ムシムシして食欲が落ちてきたら~六君子湯

漢方薬のつぶやき vol.32

梅雨の食欲不振
湿度が高くなってくると体が重だるくなり、むくみやすくなります。この時季、食欲が落ちる、食べても美味しく感じない、食後に胃がもたれる、軟便気味など胃腸の不調を訴える人も増えます。

胃腸の不調は湿度と大いに関係しています。
湿度と胃腸の関係、そしてムシムシする梅雨に感じる胃腸の不調を改善する漢方薬のひとつ、六君子湯(りっくんしとう)についてお伝えします。

胃腸の働きは湿度に弱い
それぞれの季節には特徴となる気候があります。日本の夏は高温多湿といわれ、暑いだけでなく湿度も加わる「蒸し暑さ」が特徴。

気候はよくもわるくも体調に影響します。そよ風は気持ちよいけれど強風ではめまいや頭痛を引き起こします。温かさは安らぎますが暑いのは不快。空気が乾燥すると肌がカサカサしたり咽の痛みを生じやすいです。適度な潤いは欲しいけれど湿度が高すぎるとそれもまた不調の原因となります。

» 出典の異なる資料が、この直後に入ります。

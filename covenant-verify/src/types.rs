#![forbid(unsafe_code)]

//! Type/width registry: maps source type names onto the sorts the verifier models.

use std::fmt;

use miette::Diagnostic;
use thiserror::Error;

/// Width and signedness of a fixed-width machine integer.
#[derive(Clone, Copy, Debug, PartialEq, Eq, Hash)]
pub struct BvInfo {
    pub width: u32,
    pub signed: bool,
}

impl BvInfo {
    pub const fn signed(width: u32) -> Self {
        Self { width, signed: true }
    }

    pub const fn unsigned(width: u32) -> Self {
        Self { width, signed: false }
    }

    /// Default for integer literals and untracked bit-vectors.
    pub const I32: BvInfo = BvInfo::signed(32);
    /// Companion `$length` symbols of arrays.
    pub const U32: BvInfo = BvInfo::unsigned(32);
    /// Array index domain.
    pub const INDEX: BvInfo = BvInfo::unsigned(64);
}

impl fmt::Display for BvInfo {
    fn fmt(&self, f: &mut fmt::Formatter<'_>) -> fmt::Result {
        let prefix = if self.signed { 'i' } else { 'u' };
        write!(f, "{prefix}{}", self.width)
    }
}

/// The semantic kind of a declared symbol or constructed term.
#[derive(Clone, Copy, Debug, PartialEq, Eq, Hash)]
pub enum SmtType {
    BitVec(BvInfo),
    Bool,
    String,
    Array { elem: BvInfo },
}

impl SmtType {
    pub fn kind_name(&self) -> &'static str {
        match self {
            SmtType::BitVec(_) => "integer",
            SmtType::Bool => "bool",
            SmtType::String => "string",
            SmtType::Array { .. } => "array",
        }
    }

    pub fn bv_info(&self) -> Option<BvInfo> {
        match self {
            SmtType::BitVec(info) => Some(*info),
            _ => None,
        }
    }
}

impl fmt::Display for SmtType {
    fn fmt(&self, f: &mut fmt::Formatter<'_>) -> fmt::Result {
        match self {
            SmtType::BitVec(info) => write!(f, "{info}"),
            SmtType::Bool => write!(f, "bool"),
            SmtType::String => write!(f, "string"),
            SmtType::Array { elem } => write!(f, "{elem}[]"),
        }
    }
}

/// Why a type name has no model. Each variant has its own stable reason string.
#[derive(Clone, Debug, PartialEq, Eq, Error, Diagnostic)]
pub enum UnsupportedType {
    #[error("floating-point type `{0}` is not supported")]
    #[diagnostic(code(covenant::verify::float_type))]
    FloatingPoint(String),

    #[error("dynamic type `{0}` has no SMT model")]
    #[diagnostic(code(covenant::verify::dynamic_type))]
    Dynamic(String),

    #[error("function-typed `{0}` cannot be verified")]
    #[diagnostic(code(covenant::verify::delegate_type))]
    Delegate(String),

    #[error("array `{name}` has element type `{elem}`; only integer elements are modeled")]
    #[diagnostic(code(covenant::verify::array_element_type))]
    ArrayElement { name: String, elem: String },

    #[error("unknown type `{0}`")]
    #[diagnostic(code(covenant::verify::unknown_type))]
    Unknown(String),
}

impl UnsupportedType {
    /// Short, distinguishable cause used in reports and tests.
    pub fn reason(&self) -> &'static str {
        match self {
            UnsupportedType::FloatingPoint(_) => "floating-point not supported",
            UnsupportedType::Dynamic(_) => "dynamic/object types not supported",
            UnsupportedType::Delegate(_) => "function/delegate types not supported",
            UnsupportedType::ArrayElement { .. } => "array element type not supported",
            UnsupportedType::Unknown(_) => "unrecognized type",
        }
    }
}

const FLOAT_NAMES: &[&str] = &["f16", "f32", "f64", "float", "double", "decimal", "single", "half"];
const DYNAMIC_NAMES: &[&str] = &["object", "dynamic", "any"];

/// Resolve a source type name (case-insensitive, with aliases) to its modeled sort.
pub fn resolve_type(name: &str) -> Result<SmtType, UnsupportedType> {
    let trimmed = name.trim();
    if let Some(elem_name) = trimmed.strip_suffix("[]") {
        return match resolve_scalar(elem_name.trim(), trimmed)? {
            SmtType::BitVec(elem) => Ok(SmtType::Array { elem }),
            _ => Err(UnsupportedType::ArrayElement {
                name: trimmed.to_string(),
                elem: elem_name.trim().to_string(),
            }),
        };
    }
    resolve_scalar(trimmed, trimmed)
}

fn resolve_scalar(name: &str, full: &str) -> Result<SmtType, UnsupportedType> {
    let lower = name.to_ascii_lowercase();
    let key = lower.strip_prefix("system.").unwrap_or(&lower);

    let bv = |width, signed| Ok(SmtType::BitVec(BvInfo { width, signed }));
    match key {
        "i8" | "sbyte" => bv(8, true),
        "i16" | "short" | "int16" => bv(16, true),
        "i32" | "int" | "int32" => bv(32, true),
        "i64" | "long" | "int64" => bv(64, true),
        "u8" | "byte" => bv(8, false),
        "u16" | "ushort" | "uint16" => bv(16, false),
        "u32" | "uint" | "uint32" => bv(32, false),
        "u64" | "ulong" | "uint64" => bv(64, false),
        "bool" | "boolean" => Ok(SmtType::Bool),
        "string" | "str" => Ok(SmtType::String),
        k if FLOAT_NAMES.contains(&k) => Err(UnsupportedType::FloatingPoint(full.to_string())),
        k if DYNAMIC_NAMES.contains(&k) => Err(UnsupportedType::Dynamic(full.to_string())),
        k if is_function_shaped(k) => Err(UnsupportedType::Delegate(full.to_string())),
        k if k.ends_with("[]") => Err(UnsupportedType::ArrayElement {
            name: full.to_string(),
            elem: name.to_string(),
        }),
        _ => Err(UnsupportedType::Unknown(full.to_string())),
    }
}

fn is_function_shaped(name: &str) -> bool {
    name.starts_with("func<")
        || name.starts_with("action")
        || name.starts_with("predicate<")
        || name.starts_with("fn(")
        || name.starts_with("delegate")
        || name.contains("=>")
        || name.contains("->")
}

ムシムシ、ベタベタする湿度にもっとも影響を受ける内臓は脾(ひ)です。漢方では内臓の働きには5つの系統があると考えます。そのひとつ「脾」とは、簡単に言うと胃腸の働きのことです。
「湿は脾を傷(やぶ)る」といい、過剰な湿気は脾の働きを低下させます。つまり、湿度が高いと胃腸の不調が起こりやすいのです。

こんな症状に六君子湯
多湿な気候によって脾の働きが低下すると、消化・吸収・排泄の不調や水分代謝不良、そして疲労や倦怠感が起こります。
具体的には、食欲不振、美味しく感じない、胃もたれ、吐き気、軟便、下痢、疲れやすい、食後の眠気、手足がだるい、手足に力が入らない、むくみ、体が重だるいなどの症状です。

こういった症状に使われるのが六君子湯。

六君子湯と名前の似た漢方薬に四君子湯(しくんしとう)があります。四君子湯は六君子湯のベースとなる漢方薬で、脾を元気にする基本処方です。
人参(にんじん)、白朮(びゃくじゅつ)、茯苓(ぶくりょう)、甘草(かんぞう)の4つの生薬で構成され、それぞれ君子のように温和な生薬であることから名付けられたとされます。

日本の六君子湯は生薬8つ
本来4つの生薬から構成される四君子湯ですが、中国では家庭で煎じる際に生姜(しょうきょう)と大棗(たいそう)を加えていたそうです。日本では家庭に常備されているとは限らないのでこの2つの生薬をあらかじめ配合しています。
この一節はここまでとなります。